Plasma Dynamics of Radiative Cooling Accretion Flow in AM Herculis with XRISM

TL;DR

This study uses XRISM high-resolution X-ray spectroscopy to analyze plasma dynamics, velocity gradients, and accretion column geometry in the magnetic cataclysmic variable AM Herculis.

Contribution

First detailed measurement of velocity and temperature gradients in the accretion flow of AM Herculis using high-resolution X-ray spectroscopy.

Findings

Resolved satellite lines of highly ionized Fe.

Detected spin-phase modulations in Fe lines with specific velocities.

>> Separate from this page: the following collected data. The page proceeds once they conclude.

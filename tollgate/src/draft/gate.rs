//! Draft gate: the only path from a worker's draft to a production file.
//!
//! Workers never write production files. They stage a draft plus a
//! submission record in the sandbox; the gate re-validates both, diffs and
//! scans the draft, and only then swaps it in with an atomic rename.

use std::collections::HashSet;
use std::fs;
use std::path::{Path, PathBuf};

use chrono::{DateTime, Utc};
use serde::{Deserialize, Serialize};
use tracing::{debug, error, info, warn};

use super::diff::{DiffSummary, LineDiff};
use super::scan::{SafetyScanner, ScanFinding};
use crate::breaker::PathScope;
use crate::config::GateConfig;
use crate::contract::types::Constraints;
use crate::error::{GateError, GateResult};
use crate::fsutil::{atomic_write, content_hash, sanitize_task_id};
use crate::sandbox::{PathCheck, SandboxValidator};

const DRAFT_SUFFIX: &str = ".draft";
const SUBMISSION_SUFFIX: &str = ".submission.json";
const KEY_SEPARATOR: &str = "__";

/// A staged draft awaiting the gate.
#[derive(Debug, Clone, PartialEq, Eq, Serialize, Deserialize)]
#[serde(deny_unknown_fields)]
pub struct DraftSubmission {
    pub task_id: String,
    /// Sandbox-relative path of the draft content.
    pub draft_path: String,
    /// Workspace-relative path of the file the draft replaces.
    pub original_path: String,
    pub original_hash: String,
    pub draft_hash: String,
    pub change_summary: String,
    pub submitted_at: DateTime<Utc>,
}

impl DraftSubmission {
    /// Sandbox-relative path of this submission's record.
    pub fn submission_path(&self) -> String {
        let stem = self
            .draft_path
            .strip_suffix(DRAFT_SUFFIX)
            .unwrap_or(&self.draft_path);
        format!("{stem}{SUBMISSION_SUFFIX}")
    }
}

/// Task segment of artifact names. Underscores become `-`, so the first
/// `__` in a name always ends the segment.
fn artifact_key(task_id: &str) -> String {
    sanitize_task_id(task_id).replace('_', "-")
}

fn is_task_artifact(name: &str, key: &str) -> bool {
    name.split_once(KEY_SEPARATOR)
        .is_some_and(|(segment, _)| segment == key)
}

/// Artifact names for a task's draft of `original_path`.
pub fn artifact_names(task_id: &str, original_path: &str) -> GateResult<(String, String)> {
    let file_name = Path::new(original_path)
        .file_name()
        .map(|n| n.to_string_lossy().to_string())
        .ok_or_else(|| GateError::validation(original_path, "no file name"))?;
    let base = format!("{}{KEY_SEPARATOR}{file_name}", artifact_key(task_id));
    Ok((
        format!("{base}{DRAFT_SUFFIX}"),
        format!("{base}{SUBMISSION_SUFFIX}"),
    ))
}

#[derive(Debug, Clone, Copy, PartialEq, Eq, Serialize, Deserialize)]
#[serde(rename_all = "SCREAMING_SNAKE_CASE")]
pub enum Decision {
    Accept,
    Reject,
    Escalate,
}

impl std::fmt::Display for Decision {
    fn fmt(&self, f: &mut std::fmt::Formatter<'_>) -> std::fmt::Result {
        match self {
            Self::Accept => write!(f, "ACCEPT"),
            Self::Reject => write!(f, "REJECT"),
            Self::Escalate => write!(f, "ESCALATE"),
        }
    }
}

/// The gate's verdict on one submission.
#[derive(Debug, Clone, PartialEq, Serialize, Deserialize)]
pub struct GateDecision {
    pub decision: Decision,
    pub reason: String,
    pub original_path: String,
    pub diff_summary: DiffSummary,
    /// Safety findings behind a rejection.
    #[serde(default, skip_serializing_if = "Vec::is_empty")]
    pub findings: Vec<ScanFinding>,
    /// Unified diff for reviewers; empty when the gate stopped before diffing.
    #[serde(default, skip_serializing_if = "String::is_empty")]
    pub unified_diff: String,
}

Derived shock temperature of 24 keV and density diagnostics for accretion columns.

Abstract

We present XRISM/Resolve high-resolution X-ray spectroscopy of the prototypical magnetic cataclysmic variable AM Herculis. All satellite lines of highly ionized Fe are fully resolved. Lighter element lines (Si, S, Ca) show 2 - 3 eV widths consistent with purely thermal broadening, while the broader 6 - 7 eV Fe lines require additional bulk Doppler broadening. Spin-phase-resolved modulations are clearly detected in the Fe XXV and Fe XXVI lines, with semi-amplitudes of $81.8\pm6$ km s$^{-1}$ and $132.5\pm9$ km s$^{-1}$, and mean velocities of $143.6\pm6$ km s$^{-1}$ and $225.6\pm8$ km s$^{-1}$, respectively. After removing these bulk Doppler shifts, we obtain intrinsic Doppler widths of $5.23_{-0.15}^{+0.16}$ eV for Fe XXV and $6.23_{-0.18}^{+0.19}$ eV for Fe XXVI, directly revealing gradients of bulk velocity and temperature in the cooling-flow plasma. We additionally examined the resonance anisotropy predicted by Terada et al. (1999, 2001): the equivalent widths of the Fe XXV and Fe XXVI resonance lines increase at the pole-on phase by factors of 1.30 - 1.35, in positive correlation with their oscillator strengths. Combining XRISM with simultaneous NuSTAR data and PSAC/MCVSPEC plasma models, we derive a self-consistent shock temperature of $24.0\pm0.1$ keV and shock velocity of $1,116\pm2$ km s$^{-1}$. Radiative transfer simulations of the resonance lines further constrain the shock density to about $(5 - 6)\times10^{15}$ cm$^{-3}$, providing a new density diagnostic for accretion columns. The resulting accretion column geometry has a height of 200 - 300 km and a radius of 200 - 400 km.